EXTRACTED MATERIAL

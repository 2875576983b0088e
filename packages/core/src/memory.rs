//! In-process storage layer.
//!
//! `MemoryBackend` implements every trait in [`crate::backend`] against
//! in-memory hosts. It follows the same rules a networked implementation
//! enforces (exact sector sizes, segment-aligned reads, contracts bound to
//! their host, redundancy checks on create) so the binding surface can be
//! exercised end to end without a network.
//!
//! Sector roots here are the BLAKE2b-256 of the sector, not a Merkle root.
//! Hosts answer scans after a configurable simulated latency; a host slower
//! than `host_scan_timeout` is treated as unreachable.

use std::collections::{BTreeMap, HashMap, HashSet};
use std::sync::atomic::{AtomicBool, AtomicU64, Ordering};
use std::sync::Arc;
use std::time::Duration;

use parking_lot::{Mutex, RwLock};
use tracing::{debug, trace};

use crate::backend::{
    Backend, CollaboratorError, FileSystem, HostKey, HostSet, OpenFile, SectorRoot, Session,
    StorageClient, StorageResult, Whence,
};
use crate::blake2b256;
use crate::config::BindingConfig;
use crate::contract::Contract;
use renterbind_currency::Currency;

fn fail<T>(message: impl Into<String>) -> StorageResult<T> {
    Err(CollaboratorError::new(message))
}

#[derive(Default)]
struct MemoryHost {
    latency: Mutex<Duration>,
    contracts: Mutex<HashSet<[u8; 32]>>,
    sectors: Mutex<HashMap<SectorRoot, Arc<Vec<u8>>>>,
}

type SharedFile = Arc<Mutex<Vec<u8>>>;

#[derive(Default)]
struct Volume {
    files: Mutex<HashMap<String, SharedFile>>,
}

struct Network {
    config: BindingConfig,
    height: AtomicU64,
    nonce: AtomicU64,
    hosts: RwLock<BTreeMap<HostKey, Arc<MemoryHost>>>,
    volumes: Mutex<HashMap<String, Arc<Volume>>>,
}

impl Network {
    fn lookup(&self, prefix: &str) -> StorageResult<(HostKey, Arc<MemoryHost>)> {
        let prefix = prefix.trim().to_ascii_lowercase();
        if prefix.is_empty() {
            return fail("empty host key prefix");
        }
        if !prefix.bytes().all(|b| b.is_ascii_hexdigit()) {
            return fail(format!("host key prefix {:?} is not hex", prefix));
        }

        let (key, host) = {
            let hosts = self.hosts.read();
            let mut matches = hosts
                .iter()
                .filter(|(key, _)| hex::encode(key).starts_with(&prefix));
            match (matches.next(), matches.next()) {
                (Some((key, host)), None) => (*key, Arc::clone(host)),
                (None, _) => return fail(format!("no host matching {}", prefix)),
                (Some(_), Some(_)) => return fail(format!("ambiguous host prefix {}", prefix)),
            }
        };
        self.scan(&key, &host)?;
        Ok((key, host))
    }

    fn scan(&self, key: &HostKey, host: &MemoryHost) -> StorageResult<()> {
        let latency = *host.latency.lock();
        let timeout = self.config.host_scan_timeout;
        if latency > timeout {
            return fail(format!(
                "host {} did not respond within {:?}",
                hex::encode(key),
                timeout
            ));
        }
        Ok(())
    }

    fn host(&self, key: &HostKey) -> StorageResult<Arc<MemoryHost>> {
        self.hosts
            .read()
            .get(key)
            .cloned()
            .ok_or_else(|| CollaboratorError::new(format!("unknown host {}", hex::encode(key))))
    }
}

/// An in-memory storage network.
///
/// Cloning shares the same hosts and volumes.
#[derive(Clone)]
pub struct MemoryBackend {
    network: Arc<Network>,
}

impl MemoryBackend {
    pub fn new(config: BindingConfig) -> Self {
        Self {
            network: Arc::new(Network {
                config,
                height: AtomicU64::new(0),
                nonce: AtomicU64::new(0),
                hosts: RwLock::new(BTreeMap::new()),
                volumes: Mutex::new(HashMap::new()),
            }),
        }
    }

    /// A network with `count` hosts already announced.
    pub fn with_hosts(config: BindingConfig, count: usize) -> Self {
        let backend = Self::new(config);
        for _ in 0..count {
            backend.add_host();
        }
        backend
    }

    /// Announce a new host; its key is derived from its announcement order.
    pub fn add_host(&self) -> HostKey {
        let mut hosts = self.network.hosts.write();
        let index = hosts.len() as u64;
        let key = blake2b256(&[b"memory-host", &index.to_le_bytes()]);
        hosts.insert(key, Arc::new(MemoryHost::default()));
        debug!(host = %hex::encode(key), "announced memory host");
        key
    }

    /// Make `key` answer scans after `latency`. Returns false for an
    /// unknown host.
    pub fn set_host_latency(&self, key: &HostKey, latency: Duration) -> bool {
        match self.network.hosts.read().get(key) {
            Some(host) => {
                *host.latency.lock() = latency;
                true
            }
            None => false,
        }
    }

    pub fn host_keys(&self) -> Vec<HostKey> {
        self.network.hosts.read().keys().copied().collect()
    }

    /// Advance the chain by `blocks`.
    pub fn mine(&self, blocks: u64) {
        self.network.height.fetch_add(blocks, Ordering::SeqCst);
    }

    pub fn config(&self) -> &BindingConfig {
        &self.network.config
    }
}

impl Default for MemoryBackend {
    fn default() -> Self {
        Self::new(BindingConfig::default())
    }
}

YOUR INSTRUCTIONS
Where the data above reaches the line holding "pub struct MemoryBackend", begin printing, and stop after the line holding "for _ in 0..count". Each line must be reproduced exactly, with nothing else added.

SOLUTION TO THE EXERCISE
pub struct MemoryBackend {
    network: Arc<Network>,
}

impl MemoryBackend {
    pub fn new(config: BindingConfig) -> Self {
        Self {
            network: Arc::new(Network {
                config,
                height: AtomicU64::new(0),
                nonce: AtomicU64::new(0),
                hosts: RwLock::new(BTreeMap::new()),
                volumes: Mutex::new(HashMap::new()),
            }),
        }
    }

    /// A network with `count` hosts already announced.
    pub fn with_hosts(config: BindingConfig, count: usize) -> Self {
        let backend = Self::new(config);
        for _ in 0..count {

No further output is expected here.